Yang Youbing, Li Xinyue, Meng Zhu, Liu Yongjian, Qian Kaifeng, Chu Mingxing, Pan Zhangyuan
College of Animal Science and Technology, Henan University of Science and Technology, Luoyang, China.
Key Laboratory of Animal Genetics and Breeding and Reproduction of Ministry of Agriculture and Rural Affairs, Institute of Animal Science, Chinese Academy of Agricultural Sciences, Beijing, China.
Front Vet Sci. 2023 Oct 6;10:1239965. doi: 10.3389/fvets.2023.1239965. eCollection 2023.
Super-enhancers (SEs) are clusters of enhancers that act synergistically to drive the high-level expression of genes involved in cell identity and function. Although SEs have been extensively investigated in humans and mice, they have not been well characterized in pigs.
Here, we identified 42,380 SEs in 14 pig tissues using chromatin immunoprecipitation sequencing, and statistics of its overall situation, studied the composition and characteristics of SE, and explored the influence of SEs characteristics on gene expression.

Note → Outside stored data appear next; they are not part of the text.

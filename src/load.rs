// src/load.rs
use anyhow::{bail, Context, Result};
use csv::{ReaderBuilder, Trim};
use serde::de::DeserializeOwned;
use std::{fs::File, io::Read, path::Path};
use tracing::{debug, info};

use crate::types::{PlanRow, SlcspRequest, ZipRow};

/// Deserialize every record of a headed CSV into `T`, matching columns by name.
///
/// `source` only labels errors. Any record that fails to parse aborts the read:
/// a half-loaded table would silently change the answers.
pub fn read_table<T, R>(reader: R, source: &str) -> Result<Vec<T>>
where
    T: DeserializeOwned,
    R: Read,
{
    let mut rdr = ReaderBuilder::new()
        .has_headers(true)
        .trim(Trim::All)
        .from_reader(reader);

    let headers = rdr
        .headers()
        .with_context(|| format!("reading header row of {}", source))?
        .clone();
    debug!(source, ?headers, "parsed header");

    let mut rows = Vec::new();
    for (idx, result) in rdr.deserialize::<T>().enumerate() {
        let row = result.with_context(|| format!("malformed record {} in {}", idx + 1, source))?;
        rows.push(row);
    }
    Ok(rows)
}

fn open(path: &Path) -> Result<File> {
    File::open(path).with_context(|| format!("Failed to open input file: {:?}", path))
}

#[tracing::instrument(level = "info", skip(path), fields(path = %path.as_ref().display()))]
pub fn load_plans<P: AsRef<Path>>(path: P) -> Result<Vec<PlanRow>> {
    let path = path.as_ref();
    let label = path.display().to_string();
    let plans: Vec<PlanRow> = read_table(open(path)?, &label)?;

    // f64 parsing accepts "NaN" and "inf", neither of which can be ranked
    if let Some((idx, plan)) = plans.iter().enumerate().find(|(_, p)| !p.rate.is_finite()) {
        bail!(
            "malformed record {} in {}: rate {} is not a finite number",
            idx + 1,
            label,
            plan.rate
        );
    }

    info!(rows = plans.len(), "loaded plans");
    Ok(plans)
}

#[tracing::instrument(level = "info", skip(path), fields(path = %path.as_ref().display()))]
pub fn load_zips<P: AsRef<Path>>(path: P) -> Result<Vec<ZipRow>> {
    let path = path.as_ref();
    let zips: Vec<ZipRow> = read_table(open(path)?, &path.display().to_string())?;
    info!(rows = zips.len(), "loaded zips");
    Ok(zips)
}

/// Requested ZIP codes, in file order.
#[tracing::instrument(level = "info", skip(path), fields(path = %path.as_ref().display()))]
pub fn load_requests<P: AsRef<Path>>(path: P) -> Result<Vec<SlcspRequest>> {
    let path = path.as_ref();
    let requests: Vec<SlcspRequest> = read_table(open(path)?, &path.display().to_string())?;
    info!(rows = requests.len(), "loaded requests");
    Ok(requests)
}

#[cfg(test)]
mod tests {
    use super::*;
    use anyhow::Result;
    use std::io::Write;
    use tempfile::NamedTempFile;

    fn write_tmp(content: &str) -> Result<NamedTempFile> {
        let mut tmp = NamedTempFile::new()?;
        tmp.write_all(content.as_bytes())?;
        Ok(tmp)
    }

    #[test]
    fn plans_columns_matched_by_name() -> Result<()> {
        let tmp = write_tmp(
            "plan_id,state,metal_level,rate,rate_area\n\
             74449NR9870320,GA,Silver,298.62,7\n\
             26325VH2723968,FL,Bronze,421.43,60\n",
        )?;
        let plans = load_plans(tmp.path())?;
        assert_eq!(plans.len(), 2);
        assert_eq!(
            plans[0],
            PlanRow {
                state: "GA".into(),
                metal_level: "Silver".into(),
                rate: 298.62,
                rate_area: 7,
            }
        );

        // reordered columns parse the same
        let tmp = write_tmp("rate_area,rate,metal_level,state,plan_id\n7,298.62,Silver,GA,x\n")?;
        assert_eq!(load_plans(tmp.path())?[0], plans[0]);
        Ok(())
    }

    #[test]
    fn zipcode_keeps_leading_zeros() -> Result<()> {
        let tmp = write_tmp(
            "zipcode,state,county_code,name,rate_area\n\
             01001,MA,25013,Hampden,1\n",
        )?;
        let zips = load_zips(tmp.path())?;
        assert_eq!(zips[0].zipcode, "01001");
        assert_eq!(zips[0].rate_area, 1);
        Ok(())
    }

    #[test]
    fn requests_ignore_blank_rate_column() -> Result<()> {
        let tmp = write_tmp("zipcode,rate\n64148,\n67118,\n")?;
        let reqs = load_requests(tmp.path())?;
        let zips: Vec<&str> = reqs.iter().map(|r| r.zipcode.as_str()).collect();
        assert_eq!(zips, vec!["64148", "67118"]);
        Ok(())
    }

    #[test]
    fn non_numeric_rate_is_fatal() -> Result<()> {
        let tmp = write_tmp("plan_id,state,metal_level,rate,rate_area\nx,GA,Silver,cheap,7\n")?;
        let err = load_plans(tmp.path()).unwrap_err();
        assert!(format!("{:#}", err).contains("malformed record 1"));
        Ok(())
    }

    #[test]
    fn nan_rate_is_fatal() -> Result<()> {
        let tmp = write_tmp("plan_id,state,metal_level,rate,rate_area\nx,GA,Silver,NaN,7\n")?;
        assert!(load_plans(tmp.path()).is_err());
        Ok(())
    }

    #[test]
    fn wrong_field_count_is_fatal() -> Result<()> {
        let tmp = write_tmp("zipcode,state,county_code,name,rate_area\n01001,MA,25013\n")?;
        assert!(load_zips(tmp.path()).is_err());
        Ok(())
    }

    #[test]
    fn missing_column_is_fatal() -> Result<()> {
        let tmp = write_tmp("zipcode,state,name\n01001,MA,Hampden\n")?;
        assert!(load_zips(tmp.path()).is_err());
        Ok(())
    }

    #[test]
    fn missing_file_names_path() {
        let err = load_requests("/definitely/not/here/slcsp.csv").unwrap_err();
        assert!(err.to_string().contains("slcsp.csv"));
    }
}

We observed that approximately 40% of normal enhancers (NEs) form SEs. Compared to NEs, we found that SEs were more likely to be enriched with an activated enhancer and show activated functions. Interestingly, SEs showed X chromosome depletion and short interspersed nuclear element enrichment, implying that SEs play an important role in sex traits and repeat evolution. Additionally, SE-associated genes exhibited higher expression levels and stronger conservation than NE-associated genes. However, genes with the largest SEs had higher expression levels than those with the smallest SEs, indicating that SE size may influence gene expression. Moreover, we observed a negative correlation between SE gene distance and gene expression, indicating that the proximity of SEs can affect gene activity. Gene ontology enrichment and motif analysis revealed that SEs have strong tissue-specific activity. For example, the gene with a brain-specific SE shows strong brain-specific expression, and the phenylalanine hydroxylase gene with liver-specific SEs shows strong liver-specific expression.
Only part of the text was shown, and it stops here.